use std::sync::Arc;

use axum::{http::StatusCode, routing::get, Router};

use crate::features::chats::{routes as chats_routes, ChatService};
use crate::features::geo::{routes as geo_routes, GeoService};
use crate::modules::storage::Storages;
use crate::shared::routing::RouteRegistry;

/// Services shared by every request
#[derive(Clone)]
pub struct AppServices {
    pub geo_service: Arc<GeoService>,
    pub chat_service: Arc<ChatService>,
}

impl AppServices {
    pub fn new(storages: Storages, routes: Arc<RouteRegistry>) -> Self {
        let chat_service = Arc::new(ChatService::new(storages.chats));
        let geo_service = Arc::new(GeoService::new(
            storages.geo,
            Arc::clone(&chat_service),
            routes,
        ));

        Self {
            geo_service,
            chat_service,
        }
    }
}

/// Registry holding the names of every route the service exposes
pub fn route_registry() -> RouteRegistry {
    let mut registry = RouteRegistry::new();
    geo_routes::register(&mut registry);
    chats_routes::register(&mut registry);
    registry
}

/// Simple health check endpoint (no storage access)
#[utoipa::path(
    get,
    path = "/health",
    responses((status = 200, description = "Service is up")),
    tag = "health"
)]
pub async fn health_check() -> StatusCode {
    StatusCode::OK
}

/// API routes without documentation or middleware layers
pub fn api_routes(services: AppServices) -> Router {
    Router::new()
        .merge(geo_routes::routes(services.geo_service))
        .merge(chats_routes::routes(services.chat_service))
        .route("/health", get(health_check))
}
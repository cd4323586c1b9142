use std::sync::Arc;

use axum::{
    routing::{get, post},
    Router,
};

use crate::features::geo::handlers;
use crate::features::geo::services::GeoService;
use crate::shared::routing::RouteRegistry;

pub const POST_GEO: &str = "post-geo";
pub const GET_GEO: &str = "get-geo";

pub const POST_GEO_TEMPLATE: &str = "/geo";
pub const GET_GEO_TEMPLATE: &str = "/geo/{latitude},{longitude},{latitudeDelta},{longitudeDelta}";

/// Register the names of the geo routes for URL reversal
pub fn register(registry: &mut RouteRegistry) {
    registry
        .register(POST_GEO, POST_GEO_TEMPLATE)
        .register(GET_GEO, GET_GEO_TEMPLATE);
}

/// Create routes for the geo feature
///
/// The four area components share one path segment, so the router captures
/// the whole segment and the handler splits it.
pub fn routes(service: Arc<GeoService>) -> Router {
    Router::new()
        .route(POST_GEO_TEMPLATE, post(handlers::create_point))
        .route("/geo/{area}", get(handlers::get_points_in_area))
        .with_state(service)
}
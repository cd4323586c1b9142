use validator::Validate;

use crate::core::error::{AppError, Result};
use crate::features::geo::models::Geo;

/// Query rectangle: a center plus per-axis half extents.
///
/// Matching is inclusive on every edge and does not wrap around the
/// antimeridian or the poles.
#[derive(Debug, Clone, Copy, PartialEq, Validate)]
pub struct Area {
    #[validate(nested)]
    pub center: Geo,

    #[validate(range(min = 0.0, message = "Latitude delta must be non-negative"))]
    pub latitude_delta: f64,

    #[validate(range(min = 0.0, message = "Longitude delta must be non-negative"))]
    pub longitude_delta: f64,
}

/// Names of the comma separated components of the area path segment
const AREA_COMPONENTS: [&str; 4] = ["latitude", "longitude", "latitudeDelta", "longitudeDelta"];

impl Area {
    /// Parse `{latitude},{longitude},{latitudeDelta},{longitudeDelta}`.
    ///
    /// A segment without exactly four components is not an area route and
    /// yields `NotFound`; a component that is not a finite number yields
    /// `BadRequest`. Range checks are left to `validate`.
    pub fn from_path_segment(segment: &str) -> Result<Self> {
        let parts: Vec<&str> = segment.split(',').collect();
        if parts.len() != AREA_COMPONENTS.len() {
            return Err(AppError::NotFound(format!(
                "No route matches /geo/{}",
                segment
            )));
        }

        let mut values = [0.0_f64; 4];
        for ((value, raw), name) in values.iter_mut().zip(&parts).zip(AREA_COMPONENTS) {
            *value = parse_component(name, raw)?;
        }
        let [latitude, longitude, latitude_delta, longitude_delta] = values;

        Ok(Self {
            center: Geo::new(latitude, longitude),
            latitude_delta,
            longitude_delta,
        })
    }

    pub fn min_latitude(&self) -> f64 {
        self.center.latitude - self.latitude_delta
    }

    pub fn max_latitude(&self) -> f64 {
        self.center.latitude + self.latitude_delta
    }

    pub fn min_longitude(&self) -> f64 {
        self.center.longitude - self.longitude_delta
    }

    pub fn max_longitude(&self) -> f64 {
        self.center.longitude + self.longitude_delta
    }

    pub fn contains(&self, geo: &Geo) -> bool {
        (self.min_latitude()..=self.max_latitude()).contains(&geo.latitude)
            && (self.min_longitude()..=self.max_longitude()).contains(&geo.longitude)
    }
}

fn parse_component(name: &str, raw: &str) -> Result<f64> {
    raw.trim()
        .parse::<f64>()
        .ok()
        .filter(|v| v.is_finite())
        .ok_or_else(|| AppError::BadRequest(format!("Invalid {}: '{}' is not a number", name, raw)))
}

**********

Return the whole listing above verbatim.

use std::sync::Arc;

use axum::{http::StatusCode, routing::get, Router};

use crate::features::chats::{routes as chats_routes, ChatService};
use crate::features::geo::{routes as geo_routes, GeoService};
use crate::modules::storage::Storages;
use crate::shared::routing::RouteRegistry;

/// Services shared by every request
#[derive(Clone)]
pub struct AppServices {
    pub geo_service: Arc<GeoService>,
    pub chat_service: Arc<ChatService>,
}

impl AppServices {
    pub fn new(storages: Storages, routes: Arc<RouteRegistry>) -> Self {
        let chat_service = Arc::new(ChatService::new(storages.chats));
        let geo_service = Arc::new(GeoService::new(
            storages.geo,
            Arc::clone(&chat_service),
            routes,
        ));

        Self {
            geo_service,
            chat_service,
        }
    }
}

/// Registry holding the names of every route the service exposes
pub fn route_registry() -> RouteRegistry {
    let mut registry = RouteRegistry::new();
    geo_routes::register(&mut registry);
    chats_routes::register(&mut registry);
    registry
}

/// Simple health check endpoint (no storage access)
#[utoipa::path(
    get,
    path = "/health",
    responses((status = 200, description = "Service is up")),
    tag = "health"
)]
pub async fn health_check() -> StatusCode {
    StatusCode::OK
}

/// API routes without documentation or middleware layers
pub fn api_routes(services: AppServices) -> Router {
    Router::new()
        .merge(geo_routes::routes(services.geo_service))
        .merge(chats_routes::routes(services.chat_service))
        .route("/health", get(health_check))
}
repository cd4323586c1b9142
use std::sync::Arc;

use axum::{
    routing::{get, post},
    Router,
};

use crate::features::geo::handlers;
use crate::features::geo::services::GeoService;
use crate::shared::routing::RouteRegistry;

pub const POST_GEO: &str = "post-geo";
pub const GET_GEO: &str = "get-geo";

pub const POST_GEO_TEMPLATE: &str = "/geo";
pub const GET_GEO_TEMPLATE: &str = "/geo/{latitude},{longitude},{latitudeDelta},{longitudeDelta}";

/// Register the names of the geo routes for URL reversal
pub fn register(registry: &mut RouteRegistry) {
    registry
        .register(POST_GEO, POST_GEO_TEMPLATE)
        .register(GET_GEO, GET_GEO_TEMPLATE);
}

/// Create routes for the geo feature
///
/// The four area components share one path segment, so the router captures
/// the whole segment and the handler splits it.
pub fn routes(service: Arc<GeoService>) -> Router {
    Router::new()
        .route(POST_GEO_TEMPLATE, post(handlers::create_point))
        .route("/geo/{area}", get(handlers::get_points_in_area))
        .with_state(service)
}
repository cd4323586c1b9142
use validator::Validate;

use crate::core::error::{AppError, Result};
use crate::features::geo::models::Geo;

/// Query rectangle: a center plus per-axis half extents.
///
/// Matching is inclusive on every edge and does not wrap around the
/// antimeridian or the poles.
#[derive(Debug, Clone, Copy, PartialEq, Validate)]
pub struct Area {
    #[validate(nested)]
    pub center: Geo,

    #[validate(range(min = 0.0, message = "Latitude delta must be non-negative"))]
    pub latitude_delta: f64,

    #[validate(range(min = 0.0, message = "Longitude delta must be non-negative"))]
    pub longitude_delta: f64,
}

/// Names of the comma separated components of the area path segment
const AREA_COMPONENTS: [&str; 4] = ["latitude", "longitude", "latitudeDelta", "longitudeDelta"];

impl Area {
    /// Parse `{latitude},{longitude},{latitudeDelta},{longitudeDelta}`.
    ///
    /// A segment without exactly four components is not an area route and
    /// yields `NotFound`; a component that is not a finite number yields
    /// `BadRequest`. Range checks are left to `validate`.
    pub fn from_path_segment(segment: &str) -> Result<Self> {
        let parts: Vec<&str> = segment.split(',').collect();
        if parts.len() != AREA_COMPONENTS.len() {
            return Err(AppError::NotFound(format!(
                "No route matches /geo/{}",
                segment
            )));
        }

        let mut values = [0.0_f64; 4];
        for ((value, raw), name) in values.iter_mut().zip(&parts).zip(AREA_COMPONENTS) {
            *value = parse_component(name, raw)?;
        }
        let [latitude, longitude, latitude_delta, longitude_delta] = values;

        Ok(Self {
            center: Geo::new(latitude, longitude),
            latitude_delta,
            longitude_delta,
        })
    }

    pub fn min_latitude(&self) -> f64 {
        self.center.latitude - self.latitude_delta
    }

    pub fn max_latitude(&self) -> f64 {
        self.center.latitude + self.latitude_delta
    }

    pub fn min_longitude(&self) -> f64 {
        self.center.longitude - self.longitude_delta
    }

    pub fn max_longitude(&self) -> f64 {
        self.center.longitude + self.longitude_delta
    }

    pub fn contains(&self, geo: &Geo) -> bool {
        (self.min_latitude()..=self.max_latitude()).contains(&geo.latitude)
            && (self.min_longitude()..=self.max_longitude()).contains(&geo.longitude)
    }
}

fn parse_component(name: &str, raw: &str) -> Result<f64> {
    raw.trim()
        .parse::<f64>()
        .ok()
        .filter(|v| v.is_finite())
        .ok_or_else(|| AppError::BadRequest(format!("Invalid {}: '{}' is not a number", name, raw)))
}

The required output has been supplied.